Task brief
Transcribe word for word the lines below from the line with "and float-typed CSV" through the line with "key into its", ends included.

Dataset entries
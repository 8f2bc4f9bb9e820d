mod browser;
mod cli;
mod dataset;
mod error;
mod filter;
mod fmt;
mod loader;
mod models;
mod normalizer;
mod reports;
mod settings;
mod tui;

use clap::Parser;

use cli::{Cli, Commands};

fn main() {
    env_logger::Builder::from_env(env_logger::Env::default().default_filter_or("warn")).init();

    let cli = Cli::parse();
    let data = cli.data.as_deref();

    let result = match cli.command {
        None | Some(Commands::Dashboard) => cli::dashboard::run(data),
        Some(Commands::Table {
            filter,
            sort,
            desc,
            page,
            page_size,
        }) => cli::table::run(data, &filter, &sort, desc, page, page_size),
        Some(Commands::Summary { filter, by }) => cli::summary::run(data, &filter, by),
        Some(Commands::Payers { filter }) => cli::summary::payers(data, &filter),
        Some(Commands::Payer { name, filter }) => cli::summary::payer(data, &name, &filter),
        Some(Commands::Export { filter, output }) => cli::export::run(data, &filter, output),
        Some(Commands::Normalize { text }) => {
            println!("{}", normalizer::normalize(&text));
            Ok(())
        }
        Some(Commands::Status) => cli::status::run(data),
        Some(Commands::Use { path }) => cli::load::run(&path),
    };

    if let Err(e) = result {
        eprintln!("Error: {e}");
        std::process::exit(1);
    }
}
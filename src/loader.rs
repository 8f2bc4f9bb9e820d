use std::path::Path;

use log::{debug, info};

use crate::dataset::Dataset;
use crate::error::{ClaimError, Result};
use crate::models::{ClaimRecord, ParsedRow, REQUIRED_COLUMNS};
use crate::normalizer::normalize;

// ---------------------------------------------------------------------------
// Helpers
// ---------------------------------------------------------------------------

/// Parse a paid amount, tolerating thousands separators, quotes, a dollar
/// sign and accounting-style parenthesized negatives. `NaN` and infinities
/// are rejected.
pub fn parse_amount(raw: &str) -> Option<f64> {
    let s = raw.replace([',', '"', '$'], "");
    let s = s.trim();
    let value = match s.strip_prefix('(').and_then(|v| v.strip_suffix(')')) {
        Some(inner) => inner.trim().parse::<f64>().ok().map(|v| -v),
        None => s.parse::<f64>().ok(),
    };
    value.filter(|v| v.is_finite())
}

/// Parse an integer-like `MONTH` cell. Spreadsheets and float-typed CSV
/// exports may carry a trailing `.0`.
pub fn parse_month(raw: &str) -> Option<i64> {
    let s = raw.trim();
    if let Ok(v) = s.parse::<i64>() {
        return Some(v);
    }
    let f: f64 = s.parse().ok()?;
    (f.fract() == 0.0).then_some(f as i64)
}

/// Split a `YYYYMM` key into its `YEAR` text and `MONTH_N` number.
pub fn derive_year_month(month: i64) -> Option<(String, u32)> {
    let text = month.to_string();
    if text.len() != 6 || !text.bytes().all(|b| b.is_ascii_digit()) {
        return None;
    }
    let month_n: u32 = text[4..].parse().ok()?;
    if !(1..=12).contains(&month_n) {
        return None;
    }
    Some((text[..4].to_string(), month_n))
}

fn is_spreadsheet(path: &Path) -> bool {
    path.extension()
        .and_then(|e| e.to_str())
        .is_some_and(|e| ["xlsx", "xlsm", "xls", "ods"].iter().any(|x| e.eq_ignore_ascii_case(x)))
}

// ---------------------------------------------------------------------------
// load_dataset
// ---------------------------------------------------------------------------

/// Read a dataset from disk, derive `YEAR`/`MONTH_N`, and normalize
/// `CLAIM_SPECIALTY`. Runs once at startup.
pub fn load_dataset(path: &Path) -> Result<Dataset> {
    let (headers, rows) = if is_spreadsheet(path) {
        read_spreadsheet(path)?
    } else {
        read_csv(path)?
    };
    debug!("read {} rows from {}", rows.len(), path.display());
    let dataset = build_dataset(path, &headers, rows)?;
    info!(
        "loaded {} claims ({} extra columns) from {}",
        dataset.len(),
        dataset.extra_columns.len(),
        path.display()
    );
    Ok(dataset)
}

/// Turn raw header/row text into typed records. Fails on the first missing
/// column or malformed `MONTH`/`PAID_AMOUNT` cell.
pub fn build_dataset(source: &Path, headers: &[String], rows: Vec<ParsedRow>) -> Result<Dataset> {
    let position = |name: &str| headers.iter().position(|h| h.trim() == name);
    let mut required = [0usize; 5];
    for (slot, name) in required.iter_mut().zip(REQUIRED_COLUMNS) {
        *slot = position(name).ok_or_else(|| ClaimError::MissingColumn(name.to_string()))?;
    }
    let [idx_month, idx_amount, idx_category, idx_payer, idx_specialty] = required;

    let extra_idx: Vec<usize> = (0..headers.len())
        .filter(|i| !required.contains(i))
        .collect();
    let extra_columns: Vec<String> = extra_idx.iter().map(|&i| headers[i].trim().to_string()).collect();

    let mut records = Vec::with_capacity(rows.len());
    for row in rows {
        let field = |i: usize| row.fields.get(i).map(String::as_str).unwrap_or("");

        let raw_month = field(idx_month);
        let invalid_month = || ClaimError::InvalidValue {
            line: row.line,
            column: "MONTH",
            value: raw_month.to_string(),
        };
        let month = parse_month(raw_month).ok_or_else(invalid_month)?;
        let (year, month_n) = derive_year_month(month).ok_or_else(invalid_month)?;

        let raw_amount = field(idx_amount);
        let paid_amount = parse_amount(raw_amount).ok_or_else(|| ClaimError::InvalidValue {
            line: row.line,
            column: "PAID_AMOUNT",
            value: raw_amount.to_string(),
        })?;

        records.push(ClaimRecord {
            month,
            paid_amount,
            service_category: field(idx_category).trim().to_string(),
            payer: field(idx_payer).trim().to_string(),
            claim_specialty: normalize(field(idx_specialty)),
            year,
            month_n,
            extras: extra_idx.iter().map(|&i| field(i).to_string()).collect(),
        });
    }

    Ok(Dataset::new(source.to_path_buf(), records, extra_columns))
}

// ---------------------------------------------------------------------------
// CSV reader
// ---------------------------------------------------------------------------

fn read_csv(path: &Path) -> Result<(Vec<String>, Vec<ParsedRow>)> {
    let file = std::fs::File::open(path)?;
    let mut rdr = csv::ReaderBuilder::new()
        .has_headers(true)
        .flexible(true)
        .from_reader(std::io::BufReader::new(file));

    let headers: Vec<String> = rdr
        .headers()?
        .iter()
        .map(|h| h.trim_start_matches('\u{feff}').to_string())
        .collect();

    let mut rows = Vec::new();
    for result in rdr.records() {
        let record = result?;
        if record.iter().all(|f| f.trim().is_empty()) {
            continue;
        }
        let line = record.position().map(|p| p.line() as usize).unwrap_or(rows.len() + 2);
        rows.push(ParsedRow {
            line,
            fields: record.iter().map(str::to_string).collect(),
        });
    }
    Ok((headers, rows))
}

// ---------------------------------------------------------------------------
// Spreadsheet reader (feature-gated)
// ---------------------------------------------------------------------------

#[cfg(feature = "xlsx")]
fn read_spreadsheet(path: &Path) -> Result<(Vec<String>, Vec<ParsedRow>)> {
    use calamine::Reader;

    let mut workbook = calamine::open_workbook_auto(path)
        .map_err(|e| ClaimError::Spreadsheet(format!("Failed to open workbook: {e}")))?;
    let sheet = workbook
        .sheet_names()
        .first()
        .cloned()
        .ok_or_else(|| ClaimError::Spreadsheet("Workbook has no sheets".to_string()))?;
    let range = workbook
        .worksheet_range(&sheet)
        .map_err(|e| ClaimError::Spreadsheet(format!("Failed to read sheet {sheet}: {e}")))?;

    let mut iter = range.rows();
    let headers: Vec<String> = match iter.next() {
        Some(row) => row.iter().map(cell_text).collect(),
        None => return Ok((Vec::new(), Vec::new())),
    };
    let mut rows = Vec::new();
    for (i, row) in iter.enumerate() {
        let fields: Vec<String> = row.iter().map(cell_text).collect();
        if fields.iter().all(|f| f.trim().is_empty()) {
            continue;
        }
        rows.push(ParsedRow { line: i + 2, fields });
    }
    Ok((headers, rows))
}

#[cfg(feature = "xlsx")]
fn cell_text(cell: &calamine::Data) -> String {
    use calamine::Data;
    match cell {
        Data::String(s) => s.clone(),
        Data::Float(f) if f.fract() == 0.0 => format!("{}", *f as i64),
        Data::Float(f) => f.to_string(),
        Data::Int(i) => i.to_string(),
        Data::Bool(b) => b.to_string(),
        _ => String::new(),
    }
}

#[cfg(not(feature = "xlsx"))]
fn read_spreadsheet(path: &Path) -> Result<(Vec<String>, Vec<ParsedRow>)> {
    Err(ClaimError::UnsupportedFormat(format!(
        "{} (rebuild with the `xlsx` feature to read workbooks)",
        path.display()
    )))
}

Exercise response
/// Parse an integer-like `MONTH` cell. Spreadsheets and float-typed CSV
/// exports may carry a trailing `.0`.
pub fn parse_month(raw: &str) -> Option<i64> {
    let s = raw.trim();
    if let Ok(v) = s.parse::<i64>() {
        return Some(v);
    }
    let f: f64 = s.parse().ok()?;
    (f.fract() == 0.0).then_some(f as i64)
}

/// Split a `YYYYMM` key into its `YEAR` text and `MONTH_N` number.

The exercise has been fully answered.